Sir, it is probably convenient that considerable latitude should be given to a discussion of this character; but I must say that some of the subjects introduced, especially in the speech of my right hon. Friend who seconded the Amendment, appeared to me some what irrelevant. I must say I could see no connection between his speech and the Amendment relating to the third reading of Bills which had reached that stage. But, no doubt, my right hon. Friend saw some connection, which he was unable fully to explain to the House.


Does the noble Lord say I cannot explain the connection? [" Order !"] I beg to explain the connection I saw. The Chancellor of the Exchequer opened the full ground of discussion on the questions that were to come before us, and I took the liberty of calling the attention of the House to one which I thought important.

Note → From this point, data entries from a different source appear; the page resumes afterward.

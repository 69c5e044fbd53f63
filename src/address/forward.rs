//! Forwarding-marker production for subjects
//!
//! marker := ("fw" | "fwd") ":" whitespace*, case-insensitive, anchored at
//! the start of the subject. Only one marker is removed.

/// Strip a leading `Fwd:` / `Fw:` / `FW:` marker from a subject.
pub fn strip_forward_marker(subject: &str) -> &str {
    let bytes = subject.as_bytes();
    if bytes.len() < 3 || !bytes[..2].eq_ignore_ascii_case(b"fw") {
        return subject;
    }

    let mut i = 2;
    if bytes[i].eq_ignore_ascii_case(&b'd') {
        i += 1;
    }
    if bytes.get(i) != Some(&b':') {
        return subject;
    }

    subject[i + 1..].trim_start()
}

#[cfg(test)]
mod tests {
    use super::*;

    #[test]
    fn strips_common_markers() {
        assert_eq!(strip_forward_marker("Fwd: Hello"), "Hello");
        assert_eq!(strip_forward_marker("FW: Hello"), "Hello");
        assert_eq!(strip_forward_marker("Fw:Hello"), "Hello");
        assert_eq!(strip_forward_marker("fwd:   Hello"), "Hello");
        assert_eq!(strip_forward_marker("FWD: Hello"), "Hello");
    }

    #[test]
    fn only_one_marker_is_removed() {
        assert_eq!(strip_forward_marker("Fwd: Fwd: Hello"), "Fwd: Hello");
    }

    #[test]
    fn marker_must_be_at_start() {
        assert_eq!(strip_forward_marker("Re: Fwd: Hello"), "Re: Fwd: Hello");
        assert_eq!(strip_forward_marker(" Fwd: Hello"), " Fwd: Hello");
    }

    #[test]
    fn marker_requires_colon() {
        assert_eq!(strip_forward_marker("Fwd Hello"), "Fwd Hello");
        assert_eq!(strip_forward_marker("Fwx: Hello"), "Fwx: Hello");
        assert_eq!(strip_forward_marker("Fwdd: Hello"), "Fwdd: Hello");
    }

    #[test]
    fn short_and_unrelated_subjects_pass_through() {
        assert_eq!(strip_forward_marker(""), "");
        assert_eq!(strip_forward_marker("Fw"), "Fw");
        assert_eq!(strip_forward_marker("Hello"), "Hello");
        assert_eq!(strip_forward_marker("Fwd:"), "");
    }
}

The speech of my right hon. Friend may have been a protest against the Motion; but, as a matter of fact, he did not speak on that Motion. He seconded the Amendment of the hon. Member for Wigtownshire, which had reference to the third reading of the Bills which had reached that stage. Whether it was appropriate or not, it is to be regretted that a question of the kind he brought forward should have been introduced, as the Secretary of State for War complained, without Notice. My right hon. Friend complained that the proceedings of certain Courts of Inquiry had not been laid on the Table; and he also made some very strong comments on the mode in which military operations had been conducted in South Africa. Now, as to Courts of Inquiry, I have not observed that my right hon. Friend has placed any Notice on the Paper for the production of Papers relating to Courts of Inquiry which he desires to see, and if he wishes to call in question the conduct of military operations in South Africa he will have an ample opportunity of doing so when the Vote of Credit is proposed. My right hon. Friend is really the most irregular Member in the House.


I rise to Order, Sir. I wish to know, Sir, whether those words are Parliamentary in the spirit in which they were uttered, and whether it is justifiable for the noble Marquess to apply them to a Member of this House?


The noble Lord has made no observation which calls on me to interpose.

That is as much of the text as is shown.